Reuters

China präsentiert sich als Taktgeber der Weltwirtschaft

16.01.2024
um 16:17 Uhr

Davos (Reuters) - Ungeachtet westlicher Kritik präsentiert sich China auf dem Weltwirtschaftsforum als Zukunftsstandort und globaler Wachstumsmotor.

Es gelte, Barrieren für die Zusammenarbeit abzubauen, betonte Regierungschef Li Qiang am Dienstag in einer Grundsatzrede in Davos. Es sei wichtig, Handelsketten "stabil und geschmeidig" zu halten. Die heimische Wirtschaft mache stetig Fortschritte und werde weiterhin Impulsgeber für die globale Konjunktur sein. China bleibe "fest entschlossen", seine Wirtschaft zu öffnen: "Die Entscheidung für eine Investition in den chinesischen Markt ist kein Risiko, sondern eine Chance."

Die EU-Staaten kritisieren Wettbewerbsnachteile auf dem chinesischen Markt, aber auch Chinas Drohungen an Taiwan sowie seine enge Partnerschaft mit Russland, insbesondere mit Blick auf den Ukraine-Krieg. Dieser chinesische Partner Russland ist nach Ansicht von EU-Kommissionschefin Ursula von der Leyen mit seinen strategischen Zielen in der Ukraine bereits gescheitert. Statt des von Moskau erhofften schnellen Sieges hätten die ukrainischen Streitkräfte erhebliche Teile der von Russland besetzten Gebiete wieder zurückerobert. "Russlands Scheitern ist auch ökonomisch.
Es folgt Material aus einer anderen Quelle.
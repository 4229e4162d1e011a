//! Declared schemas and the strict loader for the TPC-H source tables.
//!
//! Ingestion is two-phase: every table has an explicit [`LockedSchema`]
//! (see [`tables`]) and input is validated against it field by field.
//! Nothing is inferred from the data.
//!
//! # Example
//!
//! ```
//! use wholesale_schema::{load_reader, TableName};
//!
//! let rel = load_reader(&TableName::Region.schema(), "0|AFRICA|comment|".as_bytes(), b'|')
//!     .unwrap();
//! assert_eq!(rel.len(), 1);
//! ```

pub mod contract;
pub mod dataset;
pub mod loader;
pub mod records;
pub mod tables;
pub mod value;

pub use contract::{
    Check, ConstraintKind, ConstraintViolation, DataType, ForeignKey, LockedColumn, LockedSchema,
    SchemaViolation, ViolationType,
};
pub use dataset::{Dataset, LoadOptions};
pub use loader::{load_file, load_reader, LoadError, Relation};
pub use records::{
    Customer, LineItem, Nation, Order, Part, PartSupp, Region, RowView, Supplier, TableRecord,
};
pub use tables::{schema_for, TableName};
pub use value::Value;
Es ist nun abhängig von China", fügte sie in Davos hinzu.

Chinas Präsident Xi Jinping hatte die Europäische Union davor gewarnt, sein Land als Rivalen zu betrachten und auf einen Konfrontationskurs zu gehen. Auf einem Gipfeltreffen in Peking mit EU-Spitzenvertretern erklärte Xi jüngst die Bereitschaft zu einer engeren wirtschaftlichen Zusammenarbeit.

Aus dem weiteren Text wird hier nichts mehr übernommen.